← Back to Articles Training Tips

What Happens at Your First Boxing Personal Training Session

By H&G Team 5 min read
What Happens at Your First Boxing Personal Training Session

Many people book a boxing personal training session and then spend the week before it worrying about what is going to happen. Will the coach expect them to already know how to box? Will there be sparring? Will they embarrass themselves in front of other people?

The answer to all three of those questions is no. Here is a precise account of what actually happens in a first boxing PT session at Honour and Glory, so you can stop guessing.

Before You Arrive

You do not need to prepare anything specific for your first session. Wear comfortable gym kit. Bring a bottle of water. Hand wraps and gloves are provided for your first session, so you do not need to buy anything yet.

There is no physical standard required to begin boxing personal training. The session is adapted entirely to your current level, whether that means you last exercised six months ago or six years ago.

The First Few Minutes

Your coach will greet you, ask a few brief questions about your goals, and check for any injuries or physical limitations. This is not a long form-filling exercise. It takes two or three minutes.

The questions are practical: what do you want to get from the sessions? Have you done any boxing before? Are there any injuries the coach should know about? That is it.

You will then wrap your hands. Your coach will show you exactly how this is done. It takes about five minutes the first time. After a few sessions you will do it automatically in two.

The Warm-Up

Every boxing session starts with a warm-up. This typically involves skipping rope, shadow boxing, and some light movement work. The purpose is to raise your heart rate, loosen your joints, and begin moving in the patterns you will use in the session.

For complete beginners, the warm-up is also the first opportunity to observe your movement patterns.
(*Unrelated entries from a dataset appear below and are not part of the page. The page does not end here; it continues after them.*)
use std::path::{Path, PathBuf};

use figment::Figment;
use figment::providers::{Env, Format as _, Serialized, Toml};
use serde::Serialize;
use tracing::debug;

use crate::cli::DiscoveryArgs;
use crate::error::{ConfigError, Result};
use luadeps_graph::DiscoveryOptions;

/// Configuration file looked up in the working directory.
pub const CONFIG_FILE_NAME: &str = "luadeps.toml";

/// Prefix of configuration environment variables.
pub const ENV_PREFIX: &str = "LUADEPS_";

/// Top-level option names read from `LUADEPS_*`; other variables are ignored.
const ENV_KEYS: &[&str] = &["max_dependencies", "manual", "local_dirs", "probe"];

/// Values given explicitly on the command line.
///
/// Unset fields are skipped so they do not mask lower layers.
#[derive(Debug, Clone, Default, Serialize)]
pub struct Overrides {
    #[serde(skip_serializing_if = "Option::is_none")]
    pub max_dependencies: Option<usize>,
    #[serde(skip_serializing_if = "Option::is_none")]
    pub manual: Option<bool>,
    #[serde(skip_serializing_if = "Option::is_none")]
    pub probe: Option<ProbeOverrides>,
}

#[derive(Debug, Clone, Default, Serialize)]
pub struct ProbeOverrides {
    pub enabled: bool,
}

impl Overrides {
    pub fn from_args(args: &DiscoveryArgs, manual: bool) -> Self {
        Self {
            max_dependencies: args.max_deps,
            manual: manual.then_some(true),
            probe: args.no_luarocks.then_some(ProbeOverrides { enabled: false }),
        }
    }
}

/// Load discovery options.
///
/// `config_path` must exist when given; the default `luadeps.toml` is only
/// read if present in `cwd`.
pub fn load(config_path: Option<&Path>, cwd: &Path, overrides: &Overrides) -> Result<DiscoveryOptions> {
    let mut figment = Figment::new().merge(Serialized::defaults(DiscoveryOptions::default()));

    if let Some(path) = config_file(config_path, cwd)? {
        debug!(path = %path.display(), "loading configuration file");
        figment = figment.merge(Toml::file(path));
    }

    figment = figment
        .merge(
            Env::prefixed(ENV_PREFIX)
                .split("__")
                .filter(|key| is_option_key(key.as_str())),
        )
        .merge(Serialized::defaults(overrides));

    figment.extract().map_err(|e| {
        ConfigError::InvalidValue {
            field: "configuration".to_string(),
            value: e.to_string(),
            hint: format!("Check {CONFIG_FILE_NAME} syntax and {ENV_PREFIX}* variables"),
        }
        .into()
    })
}

/// Whether a (split) env key names a discovery option.
pub(super) fn is_option_key(key: &str) -> bool {
    let top = key.split('.').next().unwrap_or_default();
    ENV_KEYS.iter().any(|name| name.eq_ignore_ascii_case(top))
}

fn config_file(explicit: Option<&Path>, cwd: &Path) -> Result<Option<PathBuf>> {
    match explicit {
        Some(path) => {
            let path = if path.is_absolute() {
                path.to_path_buf()
            } else {
                cwd.join(path)
            };
            if !path.is_file() {
                return Err(ConfigError::NotFound(path).into());
            }
            Ok(Some(path))
        }
        None => {
            let default = cwd.join(CONFIG_FILE_NAME);
            Ok(default.is_file().then_some(default))
        }
    }
}
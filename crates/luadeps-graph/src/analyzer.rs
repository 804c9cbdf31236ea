//! One-call discovery: entry file in, graph and manifest out.

use std::path::{Path, PathBuf};
use std::sync::Arc;

use path_clean::PathClean;
use tracing::{debug, info};

use crate::config::DiscoveryOptions;
use crate::error::{DiscoveryError, Result};
use crate::graph::{DependencyGraph, GraphBuilder, Manifest};
use crate::resolver::{CommandProbe, ModuleResolver, NoProbe, SearchPathProbe, SearchPaths};
use crate::runtime::{NativeRuntime, Runtime};

/// Everything a completed discovery pass produced.
#[derive(Debug, Clone)]
pub struct Analysis {
    pub graph: DependencyGraph,
    pub manifest: Manifest,
    pub search_paths: SearchPaths,
}

/// Runs discovery passes with fixed options.
///
/// Each call to [`analyze`](Self::analyze) is an independent pass with its
/// own traversal state.
#[derive(Debug, Clone)]
pub struct Analyzer {
    options: DiscoveryOptions,
    runtime: Arc<dyn Runtime>,
    probe: Arc<dyn SearchPathProbe>,
}

impl Analyzer {
    pub fn new(options: DiscoveryOptions) -> Self {
        let probe: Arc<dyn SearchPathProbe> = if options.probe.enabled {
            Arc::new(CommandProbe::from_options(&options.probe))
        } else {
            Arc::new(NoProbe)
        };

        Self {
            options,
            runtime: Arc::new(NativeRuntime),
            probe,
        }
    }

    pub fn with_runtime(mut self, runtime: Arc<dyn Runtime>) -> Self {
        self.runtime = runtime;
        self
    }

    pub fn with_probe(mut self, probe: Arc<dyn SearchPathProbe>) -> Self {
        self.probe = probe;
        self
    }

    pub fn options(&self) -> &DiscoveryOptions {
        &self.options
    }

    /// Run a full discovery pass from `entry`.
    ///
    /// Always walks the tree; `manual` only affects [`manifest`](Self::manifest).
    pub fn analyze(&self, entry: &Path) -> Result<Analysis> {
        let entry = self.absolute_entry(entry)?;
        let base_dir = entry.parent().unwrap_or(Path::new("")).to_path_buf();
        info!(entry = %entry.display(), "discovering dependencies");

        let search_paths =
            SearchPaths::discover(&base_dir, &self.options, self.runtime.as_ref(), self.probe.as_ref());
        let resolver = ModuleResolver::new(Arc::clone(&self.runtime), search_paths);
        let graph = GraphBuilder::new(self.runtime.as_ref(), &resolver, self.options.max_dependencies)
            .build(&entry)?;
        let manifest = graph.manifest();

        debug!(
            modules = manifest.len(),
            edges = graph.edge_count(),
            "discovery complete"
        );

        Ok(Analysis {
            graph,
            manifest,
            search_paths: resolver.search_paths().clone(),
        })
    }

    /// Manifest for `entry`, honoring manual mode.
    pub fn manifest(&self, entry: &Path) -> Result<Manifest> {
        if self.options.manual {
            debug!(entry = %entry.display(), "manual mode, skipping discovery");
            return Ok(Manifest::manual(entry));
        }
        self.analyze(entry).map(|analysis| analysis.manifest)
    }

    fn absolute_entry(&self, entry: &Path) -> Result<PathBuf> {
        let absolute = if entry.is_absolute() {
            entry.to_path_buf()
        } else {
            let cwd = self
                .runtime
                .current_dir()
                .map_err(|source| DiscoveryError::ReadFailed {
                    path: entry.to_path_buf(),
                    source,
                })?;
            cwd.join(entry)
        }
        .clean();

        if !self.runtime.is_file(&absolute) {
            return Err(DiscoveryError::EntryNotFound {
                path: entry.to_path_buf(),
            });
        }

        Ok(self.runtime.canonicalize(&absolute).unwrap_or(absolute))
    }
}

/// Discover the manifest for `entry` with the native runtime.
pub fn analyze_dependencies(entry: &Path, options: &DiscoveryOptions) -> Result<Manifest> {
    Analyzer::new(options.clone()).manifest(entry)
}
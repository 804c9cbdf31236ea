//! Status message functions for terminal output.

use owo_colors::{OwoColorize, Stream::Stderr, Style};

/// Print a success message to stderr.
pub fn success(message: &str) {
    let mark = Style::new().green().bold();
    eprintln!("{} {}", "✓".if_supports_color(Stderr, |t| t.style(mark)), message);
}

/// Print an info message to stderr.
pub fn info(message: &str) {
    let mark = Style::new().blue().bold();
    eprintln!("{} {}", "ℹ".if_supports_color(Stderr, |t| t.style(mark)), message);
}

/// Print a warning message to stderr.
pub fn warning(message: &str) {
    let mark = Style::new().yellow().bold();
    eprintln!(
        "{} {}",
        "⚠".if_supports_color(Stderr, |t| t.style(mark)),
        message.if_supports_color(Stderr, |t| t.yellow())
    );
}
Coaches watch how you move during warm-up to understand what to focus on in the session.

Technical Instruction: Stance and Guard

The first technical block of a beginner's first boxing PT session is almost always stance and guard. There are no exceptions to this. Before you throw a single punch, your coach will teach you where to stand, how to position your feet, how to hold your hands, and how to position your chin.

This matters more than it sounds. Bad habits established in the first session are the hardest to correct. Coaches who skip this step produce boxers who hit harder for a month but plateau and pick up injuries for years.
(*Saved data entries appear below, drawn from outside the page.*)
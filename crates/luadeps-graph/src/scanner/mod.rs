//! Static `require` scanner.
//!
//! A byte-level state machine that walks Lua source once, tracking string and
//! comment boundaries, and extracts the literal argument of every `require`
//! found in ordinary code. It never builds tokens or an AST.
//!
//! ```text
//!             ' or "                        matching unescaped quote
//!   Normal ───────────────▶ In*QuoteString ─────────────────────────▶ Normal
//!     │  [=*[                                  ]=*] (same level)
//!     ├───────────────▶ InLongBracketString ──────────────────────▶ Normal
//!     │  --[=*[                                ]=*] (same level)
//!     ├───────────────▶ InBlockComment ───────────────────────────▶ Normal
//!     │  --                                    \n
//!     └───────────────▶ InLineComment ────────────────────────────▶ Normal
//! ```
//!
//! A `require` whose argument is anything but a string literal, or whose
//! literal is followed by `..`, cannot be resolved without running the code
//! and fails the scan.

use std::path::Path;

use memchr::{memchr, memchr2};

use crate::error::{Construct, DiscoveryError, DynamicReason, Result};

const REQUIRE_KEYWORD: &[u8] = b"require";

/// One statically determined `require` found in a file.
#[derive(Debug, Clone, PartialEq, Eq)]
pub struct Reference {
    /// Raw literal content; escape sequences are kept as written.
    pub specifier: String,
    /// 1-based line of the `require` keyword.
    pub line: usize,
}

impl Reference {
    pub fn new(specifier: impl Into<String>, line: usize) -> Self {
        Self {
            specifier: specifier.into(),
            line,
        }
    }
}

#[derive(Debug, Clone, Copy, PartialEq, Eq)]
enum ScanState {
    Normal,
    InSingleQuoteString { opened_at: usize },
    InDoubleQuoteString { opened_at: usize },
    InLongBracketString { level: usize, opened_at: usize },
    InLineComment,
    InBlockComment { level: usize, opened_at: usize },
}

/// Extract every static `require` from `text`, in source order.
///
/// `file` is only used for diagnostics.
pub fn scan_references(text: &str, file: &Path) -> Result<Vec<Reference>> {
    Scanner::new(text, file).scan()
}

/// Single-use scanner over one source text.
pub struct Scanner<'a> {
    src: &'a [u8],
    file: &'a Path,
    pos: usize,
    line: usize,
    state: ScanState,
}

impl<'a> Scanner<'a> {
    pub fn new(text: &'a str, file: &'a Path) -> Self {
        Self {
            src: text.as_bytes(),
            file,
            pos: 0,
            line: 1,
            state: ScanState::Normal,
        }
    }

    /// Run the scan to the end of input.
    pub fn scan(mut self) -> Result<Vec<Reference>> {
        let mut references = Vec::new();

        while self.pos < self.src.len() {
            match self.state {
                ScanState::Normal => {
                    if let Some(reference) = self.step_normal()? {
                        references.push(reference);
                    }
                }
                ScanState::InSingleQuoteString { .. } => self.step_short_string(b'\''),
                ScanState::InDoubleQuoteString { .. } => self.step_short_string(b'"'),
                ScanState::InLongBracketString { level, .. }
                | ScanState::InBlockComment { level, .. } => self.step_long_bracket(level),
                ScanState::InLineComment => self.step_line_comment(),
            }
        }

        let unterminated = match self.state {
            ScanState::Normal | ScanState::InLineComment => None,
            ScanState::InSingleQuoteString { opened_at }
            | ScanState::InDoubleQuoteString { opened_at } => {
                Some((opened_at, Construct::ShortString))
            }
            ScanState::InLongBracketString { opened_at, .. } => {
                Some((opened_at, Construct::LongString))
            }
            ScanState::InBlockComment { opened_at, .. } => {
                Some((opened_at, Construct::BlockComment))
            }
        };

        match unterminated {
            Some((line, construct)) => Err(self.malformed(line, construct)),
            None => Ok(references),
        }
    }

    fn step_normal(&mut self) -> Result<Option<Reference>> {
        match self.src[self.pos] {
            b'-' if self.byte_at(self.pos + 1) == Some(b'-') => {
                if let Some(level) = self.opening_level(self.pos + 2) {
                    self.state = ScanState::InBlockComment {
                        level,
                        opened_at: self.line,
                    };
                    self.pos += 2 + level + 2;
                } else {
                    self.state = ScanState::InLineComment;
                    self.pos += 2;
                }
            }
            b'\'' => {
                self.state = ScanState::InSingleQuoteString {
                    opened_at: self.line,
                };
                self.pos += 1;
            }
            b'"' => {
                self.state = ScanState::InDoubleQuoteString {
                    opened_at: self.line,
                };
                self.pos += 1;
            }
            b'[' => match self.opening_level(self.pos) {
                Some(level) => {
                    self.state = ScanState::InLongBracketString {
                        level,
                        opened_at: self.line,
                    };
                    self.pos += level + 2;
                }
                None => self.pos += 1,
            },
            b'r' if self.at_keyword() => return self.read_reference().map(Some),
            _ => self.advance(),
        }
        Ok(None)
    }

    fn step_short_string(&mut self, quote: u8) {
        let byte = self.src[self.pos];
        if byte == b'\\' {
            // The escaped byte can never close the string.
            self.advance();
            if self.pos < self.src.len() {
                self.advance();
            }
        } else if byte == quote {
            self.state = ScanState::Normal;
            self.pos += 1;
        } else {
            self.advance();
        }
    }

    fn step_long_bracket(&mut self, level: usize) {
        if self.closing_level(self.pos) == Some(level) {
            self.state = ScanState::Normal;
            self.pos += level + 2;
        } else {
            self.advance();
        }
    }

    fn step_line_comment(&mut self) {
        // The newline itself is consumed in Normal so it is counted once.
        match memchr(b'\n', &self.src[self.pos..]) {
            Some(offset) => self.pos += offset,
            None => self.pos = self.src.len(),
        }
        self.state = ScanState::Normal;
    }

    /// `require` at `pos` that is neither part of a longer identifier nor a
    /// member access (`obj.require`, `obj:require`).
    fn at_keyword(&self) -> bool {
        if !self.src[self.pos..].starts_with(REQUIRE_KEYWORD) {
            return false;
        }

        if let Some(prev) = self.pos.checked_sub(1).map(|i| self.src[i]) {
            if is_identifier_byte(prev) || prev == b'.' || prev == b':' {
                return false;
            }
        }

        match self.byte_at(self.pos + REQUIRE_KEYWORD.len()) {
            Some(next) => !is_identifier_byte(next),
            None => true,
        }
    }

    fn read_reference(&mut self) -> Result<Reference> {
        let start = self.pos;
        let start_line = self.line;

        self.pos += REQUIRE_KEYWORD.len();
        self.skip_whitespace();
        if self.byte_at(self.pos) == Some(b'(') {
            self.pos += 1;
            self.skip_whitespace();
        }

        let specifier = match self.byte_at(self.pos) {
            Some(quote @ (b'\'' | b'"')) => self.read_quoted(quote)?,
            Some(b'[') => match self.opening_level(self.pos) {
                Some(level) => self.read_long(level)?,
                None => {
                    return Err(self.dynamic(start, start_line, DynamicReason::NonLiteralArgument));
                }
            },
            _ => return Err(self.dynamic(start, start_line, DynamicReason::NonLiteralArgument)),
        };

        if self.followed_by_concatenation() {
            return Err(self.dynamic(start, start_line, DynamicReason::Concatenation));
        }

        Ok(Reference::new(specifier, start_line))
    }

    fn read_quoted(&mut self, quote: u8) -> Result<String> {
        let opened_at = self.line;
        self.pos += 1;
        let content_start = self.pos;

        while self.pos < self.src.len() {
            let byte = self.src[self.pos];
            if byte == b'\\' {
                self.advance();
                if self.pos < self.src.len() {
                    self.advance();
                }
            } else if byte == quote {
                let content = self.slice(content_start, self.pos);
                self.pos += 1;
                return Ok(content);
            } else {
                self.advance();
            }
        }

        Err(self.malformed(opened_at, Construct::ShortString))
    }

    fn read_long(&mut self, level: usize) -> Result<String> {
        let opened_at = self.line;
        self.pos += level + 2;
        let content_start = self.pos;

        while self.pos < self.src.len() {
            if self.closing_level(self.pos) == Some(level) {
                let content = self.slice(content_start, self.pos);
                self.pos += level + 2;
                return Ok(content);
            }
            self.advance();
        }

        Err(self.malformed(opened_at, Construct::LongString))
    }

    /// Lookahead only: position and line are left untouched.
    fn followed_by_concatenation(&self) -> bool {
        let rest = &self.src[self.pos..];
        let skip = rest
            .iter()
            .position(|b| !b.is_ascii_whitespace())
            .unwrap_or(rest.len());
        rest[skip..].starts_with(b"..")
    }

    /// Level of a long-bracket opener `[=*[` at `at`, if there is one.
    fn opening_level(&self, at: usize) -> Option<usize> {
        self.bracket_level(at, b'[')
    }

    /// Level of a long-bracket closer `]=*]` at `at`, if there is one.
    fn closing_level(&self, at: usize) -> Option<usize> {
        self.bracket_level(at, b']')
    }

    fn bracket_level(&self, at: usize, bracket: u8) -> Option<usize> {
        if self.byte_at(at) != Some(bracket) {
            return None;
        }
        let level = self.src[at + 1..].iter().take_while(|&&b| b == b'=').count();
        (self.byte_at(at + 1 + level) == Some(bracket)).then_some(level)
    }

    fn skip_whitespace(&mut self) {
        while self.byte_at(self.pos).is_some_and(|b| b.is_ascii_whitespace()) {
            self.advance();
        }
    }

    fn advance(&mut self) {
        if self.src[self.pos] == b'\n' {
            self.line += 1;
        }
        self.pos += 1;
    }

    fn byte_at(&self, at: usize) -> Option<u8> {
        self.src.get(at).copied()
    }

    fn slice(&self, from: usize, to: usize) -> String {
        String::from_utf8_lossy(&self.src[from..to]).into_owned()
    }

    fn dynamic(&self, start: usize, line: usize, reason: DynamicReason) -> DiscoveryError {
        let from = self.pos.min(self.src.len());
        let end = memchr2(b'\n', b';', &self.src[from..])
            .map(|offset| from + offset)
            .unwrap_or(self.src.len());
        let snippet = String::from_utf8_lossy(&self.src[start..end])
            .split_whitespace()
            .collect::<Vec<_>>()
            .join(" ");

        DiscoveryError::UnresolvableReference {
            file: self.file.to_path_buf(),
            line,
            snippet,
            reason,
        }
    }

    fn malformed(&self, line: usize, construct: Construct) -> DiscoveryError {
        DiscoveryError::MalformedSource {
            file: self.file.to_path_buf(),
            line,
            construct,
        }
    }
}

/// Bytes that may continue an identifier. Non-ASCII bytes count, so a
/// `require` glued to a multi-byte name is not treated as the keyword.
fn is_identifier_byte(byte: u8) -> bool {
    byte.is_ascii_alphanumeric() || byte == b'_' || byte >= 0x80
}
A proper boxing stance with correct guard is the foundation of everything that follows. Your coach will position you correctly, then ask you to shadow box in that stance while they watch and adjust.

The Jab

Once your stance is established, you will learn the jab. The jab is the first punch every boxer learns and the punch every boxer uses most. Understanding a jab properly takes about two minutes of instruction and a lifetime to perfect.

Your coach will explain the mechanics: extension from the shoulder, rotation of the forearm, snap of the wrist, return to guard. They will demonstrate it slowly, then at speed. They will then ask you to throw it on a bag while they watch.

The first corrections usually appear here: elbow flaring, shoulder not rotating, guard hand dropping. Your coach corrects each one. You throw again. The repetition is deliberate.

Bag Work and Pad Work

After the jab, most first sessions introduce the cross. You will then drill jab-cross combinations on the bags under supervision.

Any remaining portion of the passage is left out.